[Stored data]
== Segment start ==

//! User Directory Routes
//!
//! Administrator-only account management.
//!
//! - GET /api/v1/users - Search, filter and page accounts
//! - GET /api/v1/users/export - Filtered accounts as CSV
//! - GET /api/v1/users/:id - One account
//! - PUT /api/v1/users/:id - Edit name, role, approval or profile
//! - DELETE /api/v1/users/:id - Remove an account and its sessions
//! - POST /api/v1/users/:id/approve - Approve a pending account

use axum::{
    extract::{Path, Query, State},
    http::StatusCode,
    response::Response,
    Json,
};
use chrono::Utc;
use std::sync::Arc;

use crate::api::dto::{UpdateUserRequest, UserListParams};
use crate::api::error::{ApiError, ApiResult};
use crate::api::extract::AdminUser;
use crate::api::routes::csv_attachment;
use crate::api::state::AppState;
use crate::directory::{paginate, Page, UserFilter};
use crate::reports::{users_csv, users_filename};
use crate::storage::{Role, User};
use crate::validation::{max_len, require};

fn load_user(state: &AppState, id: &str) -> ApiResult<User> {
    state
        .db
        .get_user(id)?
        .ok_or_else(|| ApiError::NotFound(format!("User {} not found", id)))
}

fn filtered_users(state: &AppState, params: &UserListParams) -> ApiResult<Vec<User>> {
    let filter = UserFilter::from_params(&params.filter_params()).map_err(ApiError::Validation)?;
    Ok(filter.apply(state.db.list_users()?))
}

/// GET /api/v1/users
pub async fn list_users(
    State(state): State<Arc<AppState>>,
    AdminUser(_admin): AdminUser,
    Query(params): Query<UserListParams>,
) -> ApiResult<Json<Page<User>>> {
    let users = filtered_users(&state, &params)?;
    Ok(Json(paginate(users, params.page_request())))
}

/// GET /api/v1/users/:id
pub async fn get_user(
    State(state): State<Arc<AppState>>,
    AdminUser(_admin): AdminUser,
    Path(id): Path<String>,
) -> ApiResult<Json<User>> {
    Ok(Json(load_user(&state, &id)?))
}

/// PUT /api/v1/users/:id
///
/// A new role without a matching profile drops the old profile; a profile
/// for another role is rejected.
pub async fn update_user(
    State(state): State<Arc<AppState>>,
    AdminUser(admin): AdminUser,
    Path(id): Path<String>,
    Json(req): Json<UpdateUserRequest>,
) -> ApiResult<Json<User>> {
    check_own_role(&admin, &id, &req).map_err(ApiError::Validation)?;
    let mut user = load_user(&state, &id)?;
    apply_update(&mut user, req).map_err(ApiError::Validation)?;

    if !state.db.update_user(&user)? {
        return Err(ApiError::NotFound(format!("User {} not found", id)));
    }

    tracing::info!(
        user_id = %user.id,
        role = %user.role,
        verified = user.verified,
        admin_id = %admin.id,
        "Updated user"
    );
    Ok(Json(user))
}

/// An administrator may not demote themselves, or the admin area could be
/// left with nobody to run it.
fn check_own_role(admin: &User, target_id: &str, req: &UpdateUserRequest) -> Result<(), String> {
    if admin.id != target_id {
        return Ok(());
    }
    match req.role.as_deref().map(str::parse::<Role>).transpose()? {
        Some(role) if role != admin.role => Err("You cannot change your own role".to_string()),
        _ => Ok(()),
    }
}

fn apply_update(user: &mut User, req: UpdateUserRequest) -> Result<(), String> {
    if let Some(name) = req.name {
        require("Name", &name)?;
        max_len("Name", &name, 200)?;
        user.name = name.trim().to_string();
    }

    let role = match req.role.as_deref() {
        Some(role) => role.parse::<Role>()?,
        None => user.role,
    };
    if role != user.role || req.profile.is_some() {
        user.assign_role(role, req.profile)?;
    }

    if let Some(verified) = req.verified {
        user.verified = verified;
    }

    user.updated_at = Utc::now();
    Ok(())
}

/// POST /api/v1/users/:id/approve
pub async fn approve_user(
    State(state): State<Arc<AppState>>,
    AdminUser(admin): AdminUser,
    Path(id): Path<String>,
) -> ApiResult<Json<User>> {
    let mut user = load_user(&state, &id)?;

    if !user.verified {
        user.verified = true;
        user.updated_at = Utc::now();
        state.db.update_user(&user)?;
        tracing::info!(user_id = %user.id, admin_id = %admin.id, "Approved user");
    }

    Ok(Json(user))
}

/// DELETE /api/v1/users/:id
pub async fn delete_user(
    State(state): State<Arc<AppState>>,
    AdminUser(admin): AdminUser,
    Path(id): Path<String>,
) -> ApiResult<StatusCode> {
    if admin.id == id {
        return Err(ApiError::Validation(
            "You cannot delete your own account".to_string(),
        ));
    }

    if !state.db.delete_user(&id)? {
        return Err(ApiError::NotFound(format!("User {} not found", id)));
    }

    tracing::info!(user_id = %id, admin_id = %admin.id, "Deleted user");
    Ok(StatusCode::NO_CONTENT)
}

/// GET /api/v1/users/export
pub async fn export_users(
    State(state): State<Arc<AppState>>,
    AdminUser(_admin): AdminUser,
    Query(params): Query<UserListParams>,
) -> ApiResult<Response> {
    let users = filtered_users(&state, &params)?;
    let body = users_csv(&users)?;
    let filename = users_filename(Utc::now().date_naive());

    tracing::info!(rows = users.len(), "Exported users");
    Ok(csv_attachment(&filename, body))
}

#[cfg(test)]
mod tests {
    use super::*;
    use crate::storage::{RoleProfile, StaffProfile, StudentProfile};

    fn student() -> User {
        User::new("s@school.test", "Student", Role::Student)
            .with_profile(RoleProfile::Student(StudentProfile {
                class: Some("Two".to_string()),
                ..Default::default()
            }))
            .unwrap()
    }

    #[test]
    fn test_role_change_drops_profile() {
        let mut user = student();
        apply_update(
            &mut user,
            UpdateUserRequest {
                role: Some("staff".to_string()),
                ..Default::default()
            },
        )
        .unwrap();

        assert_eq!(user.role, Role::Staff);
        assert!(user.profile.is_none());
    }

    #[test]
    fn test_role_change_with_matching_profile() {
        let mut user = student();
        apply_update(
            &mut user,
            UpdateUserRequest {
                role: Some("staff".to_string()),
                profile: Some(RoleProfile::Staff(StaffProfile {
                    designation: Some("Teacher".to_string()),
                    ..Default::default()
                })),
                ..Default::default()
            },
        )
        .unwrap();

        assert_eq!(user.staff_profile().unwrap().designation.as_deref(), Some("Teacher"));
    }

    #[test]
    fn test_mismatched_profile_rejected() {
        let mut user = student();
        let err = apply_update(
            &mut user,
            UpdateUserRequest {
                profile: Some(RoleProfile::Staff(StaffProfile::default())),
                ..Default::default()
            },
        )
        .unwrap_err();
        assert!(err.contains("does not match"));
    }

    #[test]
    fn test_admin_cannot_change_own_role() {
        let admin = User::new("head@school.test", "Head", Role::Admin).verified(true);
        let demote = UpdateUserRequest {
            role: Some("student".to_string()),
            ..Default::default()
        };

        assert_eq!(
            check_own_role(&admin, &admin.id, &demote).unwrap_err(),
            "You cannot change your own role"
        );
        assert!(check_own_role(&admin, "someone-else", &demote).is_ok());

        let rename = UpdateUserRequest {
            name: Some("Head Teacher".to_string()),
            role: Some("admin".to_string()),
            ..Default::default()
        };
        assert!(check_own_role(&admin, &admin.id, &rename).is_ok());
    }

    #[test]
    fn test_name_and_verified() {
        let mut user = student();
        apply_update(
            &mut user,
            UpdateUserRequest {
                name: Some("  Renamed ".to_string()),
                verified: Some(true),
                ..Default::default()
            },
        )
        .unwrap();
        assert_eq!(user.name, "Renamed");
        assert!(user.verified);
        assert!(user.student_profile().is_some());

        assert!(apply_update(
            &mut user,
            UpdateUserRequest {
                name: Some(" ".to_string()),
                ..Default::default()
            }
        )
        .is_err());
    }
}
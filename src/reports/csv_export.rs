//! CSV exports for the lead book and the user directory

use super::view::StudentLinks;
use super::{ReportError, ReportResult};
use crate::storage::{Lead, User};
use chrono::NaiveDate;

pub const LEADS_HEADER: [&str; 9] = [
    "Name",
    "Number",
    "Status",
    "Class",
    "English Name",
    "Mother Name",
    "Father Name",
    "Description",
    "Photo URL",
];

pub const USERS_HEADER: [&str; 7] = [
    "Name",
    "Email",
    "Role",
    "Verified",
    "Class / Designation",
    "Phone",
    "Created At",
];

/// Placeholder written for empty cells
const EMPTY_CELL: &str = "-";

/// Leading characters a spreadsheet reads as the start of a formula
const FORMULA_PREFIXES: [char; 6] = ['=', '+', '-', '@', '\t', '\r'];

/// Cell text for a field: empty becomes the placeholder, and text a
/// spreadsheet would evaluate is prefixed with `'` so it stays text.
fn cell(value: &str) -> String {
    let trimmed = value.trim_matches(' ');
    if trimmed.trim().is_empty() {
        return EMPTY_CELL.to_string();
    }
    if trimmed.starts_with(FORMULA_PREFIXES) {
        format!("'{}", trimmed)
    } else {
        trimmed.to_string()
    }
}

fn opt_cell(value: Option<&str>) -> String {
    cell(value.unwrap_or(""))
}

pub fn leads_filename(date: NaiveDate) -> String {
    format!("marketing_leads_{}.csv", date.format("%Y-%m-%d"))
}

pub fn users_filename(date: NaiveDate) -> String {
    format!("users_{}.csv", date.format("%Y-%m-%d"))
}

fn finish(writer: csv::Writer<Vec<u8>>) -> ReportResult<String> {
    let bytes = writer
        .into_inner()
        .map_err(|e| ReportError::Encoding(e.to_string()))?;
    String::from_utf8(bytes).map_err(|e| ReportError::Encoding(e.to_string()))
}

/// Render leads as CSV.
///
/// Admitted leads linked to a student on the roll read from the student's
/// record (see [`StudentLinks`]).
pub fn leads_csv(leads: &[Lead], students: &[User]) -> ReportResult<String> {
    let links = StudentLinks::new(students);
    let mut writer = csv::Writer::from_writer(Vec::new());
    writer.write_record(LEADS_HEADER)?;

    for lead in leads {
        let view = links.view(lead);
        writer.write_record([
            cell(view.name),
            cell(view.number),
            view.status.as_str().to_string(),
            cell(view.class),
            cell(view.english_name),
            cell(view.mother_name),
            cell(view.father_name),
            cell(&lead.description),
            cell(view.photo_url),
        ])?;
    }

    finish(writer)
}

/// Render users as CSV
pub fn users_csv(users: &[User]) -> ReportResult<String> {
    let mut writer = csv::Writer::from_writer(Vec::new());
    writer.write_record(USERS_HEADER)?;

    for user in users {
        let profile = user.profile.as_ref();
        let created = user.created_at.format("%Y-%m-%d %H:%M").to_string();
        writer.write_record([
            cell(&user.name),
            cell(&user.email),
            user.role.as_str().to_string(),
            if user.verified { "yes" } else { "no" }.to_string(),
            opt_cell(profile.and_then(|p| p.placement())),
            opt_cell(profile.and_then(|p| p.phone())),
            created,
        ])?;
    }

    finish(writer)
}

#[cfg(test)]
mod tests {
    use super::*;
    use crate::storage::{LeadStatus, Role, RoleProfile, StaffProfile, StudentProfile};

    fn lines(csv: &str) -> Vec<&str> {
        csv.lines().collect()
    }

    #[test]
    fn test_filenames() {
        let date = NaiveDate::from_ymd_opt(2024, 3, 9).unwrap();
        assert_eq!(leads_filename(date), "marketing_leads_2024-03-09.csv");
        assert_eq!(users_filename(date), "users_2024-03-09.csv");
    }

    #[test]
    fn test_leads_csv_fills_empty_cells() {
        let leads = vec![Lead::new("Rahim", "01712345678").class("Play")];
        let out = leads_csv(&leads, &[]).unwrap();
        let rows = lines(&out);

        assert_eq!(
            rows[0],
            "Name,Number,Status,Class,English Name,Mother Name,Father Name,Description,Photo URL"
        );
        assert_eq!(rows[1], "Rahim,01712345678,Not Admitted,Play,-,-,-,-,-");
    }

    #[test]
    fn test_leads_csv_quotes_commas() {
        let mut lead = Lead::new("Rahim", "01712345678");
        lead.description = "Called twice, no answer".to_string();
        let out = leads_csv(&[lead], &[]).unwrap();
        assert!(out.contains("\"Called twice, no answer\""));
    }

    #[test]
    fn test_admitted_lead_uses_student_record() {
        let student = User::new("karim@school.test", "Karim Uddin", Role::Student)
            .with_profile(RoleProfile::Student(StudentProfile {
                class: Some("Two".to_string()),
                phone_number: Some("01900000000".to_string()),
                ..Default::default()
            }))
            .unwrap();

        let mut lead = Lead::new("Karim", "01712345678")
            .class("One")
            .status(LeadStatus::Admitted);
        lead.student_id = Some(student.id.clone());

        let mut pending = lead.clone();
        pending.status = LeadStatus::NotAdmitted;
        pending.number = "01800000000".to_string();

        let out = leads_csv(&[lead, pending], &[student]).unwrap();
        let rows = lines(&out);
        assert!(rows[1].starts_with("Karim Uddin,01900000000,Admitted,Two,"));
        assert!(rows[2].starts_with("Karim,01800000000,Not Admitted,One,"));
    }

    #[test]
    fn test_formula_text_stays_text() {
        let mut lead = Lead::new("=HYPERLINK(\"http://evil.test\",\"x\")", "01712345678");
        lead.father_name = "@SUM(A1:A9)".to_string();
        lead.mother_name = "-".to_string();
        lead.description = "+1 call back".to_string();

        let out = leads_csv(&[lead], &[]).unwrap();
        let row = lines(&out)[1];
        assert!(row.starts_with("\"'=HYPERLINK(\"\"http://evil.test\"\",\"\"x\"\")\",01712345678,"));
        assert!(row.contains(",'-,'@SUM(A1:A9),'+1 call back,"));
        assert!(row.ends_with(",-"));
    }

    #[test]
    fn test_cell() {
        assert_eq!(cell(""), "-");
        assert_eq!(cell("  "), "-");
        assert_eq!(cell(" Rahim "), "Rahim");
        assert_eq!(cell("=1+1"), "'=1+1");
        assert_eq!(cell("\t=1"), "'\t=1");
        assert_eq!(cell("a=b"), "a=b");
    }

    #[test]
    fn test_users_csv() {
        let staff = User::new("t@school.test", "Teacher", Role::Staff)
            .verified(true)
            .with_profile(RoleProfile::Staff(StaffProfile {
                designation: Some("Assistant Teacher".to_string()),
                mobile: Some("01711111111".to_string()),
                ..Default::default()
            }))
            .unwrap();
        let student = User::new("s@school.test", "Student", Role::Student);

        let out = users_csv(&[staff, student]).unwrap();
        let rows = lines(&out);
        assert_eq!(rows.len(), 3);
        assert!(rows[1].starts_with("Teacher,t@school.test,staff,yes,Assistant Teacher,01711111111,"));
        assert!(rows[2].starts_with("Student,s@school.test,student,no,-,-,"));
    }
}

== Segment end ==

Work item> Throughout the records, the word "extract" shows up on certain lines. Report how many lines, with only the number.

The completed task> 2